Oui, ça change (il le répète). Mais nous appartenons à une organisation commune et je crois qu’il faut que nous aidions mutuellement entre clubs. Cette décision était rendue inévitable par les lois françaises. Nous l’acceptons mais bien sûr que ça change de partir jouer le Match 2 à l’extérieur en menant 1-0, ou de revenir à Kazan à 0-1. Il y a beaucoup de changements de système en EuroCup en ce moment : je ne suis pas un grand fan du format actuel et je suis heureux de la refonte prévue de la compétition, qui me semble très positive. J’ai toujours été négatif avec le système actuel, c’est quand même ironique de retrouver l’EuroLeague grâce à celui-ci.

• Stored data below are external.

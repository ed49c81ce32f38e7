//! Synthetic topologies for tests and benchmarks. ASNs start at 1.

use super::{Asn, TopologyGraph};
use rand::rngs::StdRng;
use rand::{Rng, SeedableRng};

pub fn cycle(n: usize) -> TopologyGraph {
    let n = n as Asn;
    TopologyGraph::from_edges((1..=n).map(|i| (i, i % n + 1)))
}

pub fn path(n: usize) -> TopologyGraph {
    let n = n as Asn;
    TopologyGraph::from_edges((1..n).map(|i| (i, i + 1)))
}

pub fn complete(n: usize) -> TopologyGraph {
    let n = n as Asn;
    TopologyGraph::from_edges((1..=n).flat_map(|i| ((i + 1)..=n).map(move |j| (i, j))))
}

/// Center is ASN 1, leaves are 2..=leaves+1.
pub fn star(leaves: usize) -> TopologyGraph {
    TopologyGraph::from_edges((2..=(leaves as Asn + 1)).map(|leaf| (1, leaf)))
}

/// Preferential attachment with `m` edges per new node, seeded. Always connected.
pub fn barabasi_albert(n: usize, m: usize, seed: u64) -> TopologyGraph {
    let m = m.max(1);
    let mut rng = StdRng::seed_from_u64(seed);
    let mut edges: Vec<(Asn, Asn)> = Vec::new();
    // Each endpoint appears once per incident edge
    let mut targets_pool: Vec<Asn> = Vec::new();
    let core = (m + 1).min(n);
    for i in 1..=core as Asn {
        for j in (i + 1)..=core as Asn {
            edges.push((i, j));
            targets_pool.push(i);
            targets_pool.push(j);
        }
    }
    for new in (core as Asn + 1)..=n as Asn {
        let mut chosen: Vec<Asn> = Vec::with_capacity(m);
        while chosen.len() < m {
            let t = targets_pool[rng.gen_range(0..targets_pool.len())];
            if !chosen.contains(&t) {
                chosen.push(t);
            }
        }
        for t in chosen {
            edges.push((new, t));
            targets_pool.push(new);
            targets_pool.push(t);
        }
    }
    TopologyGraph::from_edges(edges)
}
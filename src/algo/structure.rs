//! Degree-based structural measures.

use crate::error::{FeatureError, FeatureResult};
use crate::graph::TopologyGraph;

pub fn density(g: &TopologyGraph) -> f64 {
    let n = g.node_count();
    if n <= 1 {
        return 0.0;
    }
    2.0 * g.edge_count() as f64 / (n * (n - 1)) as f64
}

/// Pearson correlation of degrees across edge endpoints, each edge counted
/// in both directions.
pub fn degree_assortativity(g: &TopologyGraph) -> FeatureResult<f64> {
    let (mut sx, mut sxx, mut sxy, mut count) = (0.0f64, 0.0f64, 0.0f64, 0.0f64);
    for (u, v) in g.edges() {
        let (du, dv) = (g.degree(u) as f64, g.degree(v) as f64);
        sx += du + dv;
        sxx += du * du + dv * dv;
        sxy += 2.0 * du * dv;
        count += 2.0;
    }
    if count == 0.0 {
        return Err(FeatureError::Degenerate("no edges".into()));
    }
    let mean = sx / count;
    let var = sxx / count - mean * mean;
    if var.abs() < 1e-12 {
        return Err(FeatureError::Degenerate(
            "all edge endpoints share one degree".into(),
        ));
    }
    Ok((sxy / count - mean * mean) / var)
}

/// Degree at the nearest-rank `pct` percentile.
pub fn percentile_degree(sorted_degrees: &[usize], pct: u32) -> usize {
    if sorted_degrees.is_empty() {
        return 0;
    }
    let n = sorted_degrees.len();
    let rank = ((pct.min(100) as f64 / 100.0) * n as f64).ceil() as usize;
    sorted_degrees[rank.clamp(1, n) - 1]
}

/// Unnormalized rich-club coefficient at degree threshold `k`: density of the
/// subgraph on nodes with degree above `k`. Thresholds leaving fewer than two
/// such nodes are unavailable, so `k` snaps down to the nearest one that is.
///
/// `degrees` is indexed by node and `sorted_degrees` is the same sequence in
/// ascending order. Returns the threshold actually used with the coefficient.
pub fn rich_club_coefficient(
    g: &TopologyGraph,
    degrees: &[usize],
    sorted_degrees: &[usize],
    k: usize,
) -> FeatureResult<(usize, f64)> {
    // Largest threshold with at least two nodes strictly above it
    let available = match sorted_degrees.len() {
        0 | 1 => None,
        n => sorted_degrees[n - 2].checked_sub(1),
    };
    let Some(max_k) = available else {
        return Err(FeatureError::Degenerate(
            "no degree threshold leaves two nodes".into(),
        ));
    };
    let k = k.min(max_k);
    let members = sorted_degrees.len() - sorted_degrees.partition_point(|&d| d <= k);
    let inner = g
        .edges()
        .filter(|&(u, v)| degrees[u] > k && degrees[v] > k)
        .count();
    let possible = (members * (members - 1)) as f64;
    Ok((k, 2.0 * inner as f64 / possible))
}

/// Population moments of a sample.
#[derive(Debug, Clone, Copy, PartialEq)]
pub struct Moments {
    pub mean: f64,
    pub std: f64,
    pub max: f64,
    /// `None` when the sample has no spread
    pub skewness: Option<f64>,
}

pub fn moments(values: &[f64]) -> Option<Moments> {
    if values.is_empty() {
        return None;
    }
    let n = values.len() as f64;
    let mean = values.iter().sum::<f64>() / n;
    let var = values.iter().map(|v| (v - mean).powi(2)).sum::<f64>() / n;
    let std = var.sqrt();
    let max = values.iter().copied().fold(f64::NEG_INFINITY, f64::max);
    let skewness = if std > 1e-15 {
        Some(values.iter().map(|v| ((v - mean) / std).powi(3)).sum::<f64>() / n)
    } else {
        None
    };
    Some(Moments {
        mean,
        std,
        max,
        skewness,
    })
}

« Jouer ce Match 1 à Monaco plutôt qu’à Kazan, ça change quelque chose »
Vous aurez quand même un vrai avantage, celui de jouer devant vos fans à Kazan (avec une jauge de 70%)…
Bon, on ne va pas dire que les supporters russes sont les plus engagés mais c’est bien oui. Après, tout le monde dit qu’il n’y a des supporters qu’en Russie en ce moment. C’est faux : il y avait 500 spectateurs à Bologne, dont 50 ultras. Ce n’est pas équivalent à nos 4 000 spectateurs bien sûr. C’est dommage car nous aimerions jouer devant des salles remplies partout, même à l’extérieur, ça motive les joueurs quand même. J’espérais jouer ce premier match à Monaco devant du pubic, j’ai cru comprendre que la possibilité avait été étudiée par le gouvernement monégasque. Ça aurait été très bien pour l’EuroCup.
Cette saison européenne est-elle déjà réussie, avec la qualification pour l’EuroLeague, mais avez-vous impérativement besoin de remporter l’EuroCup pour atteindre vos objectifs ?
C’est déjà une belle réussite, aussi même pour la façon dont on joue, mais il faut gagner pour qu’elle soit totale. C’est génial d’être en EuroLeague mais pour que la campagne européenne soit un succès sur toute la ligne, il faut gagner le trophée.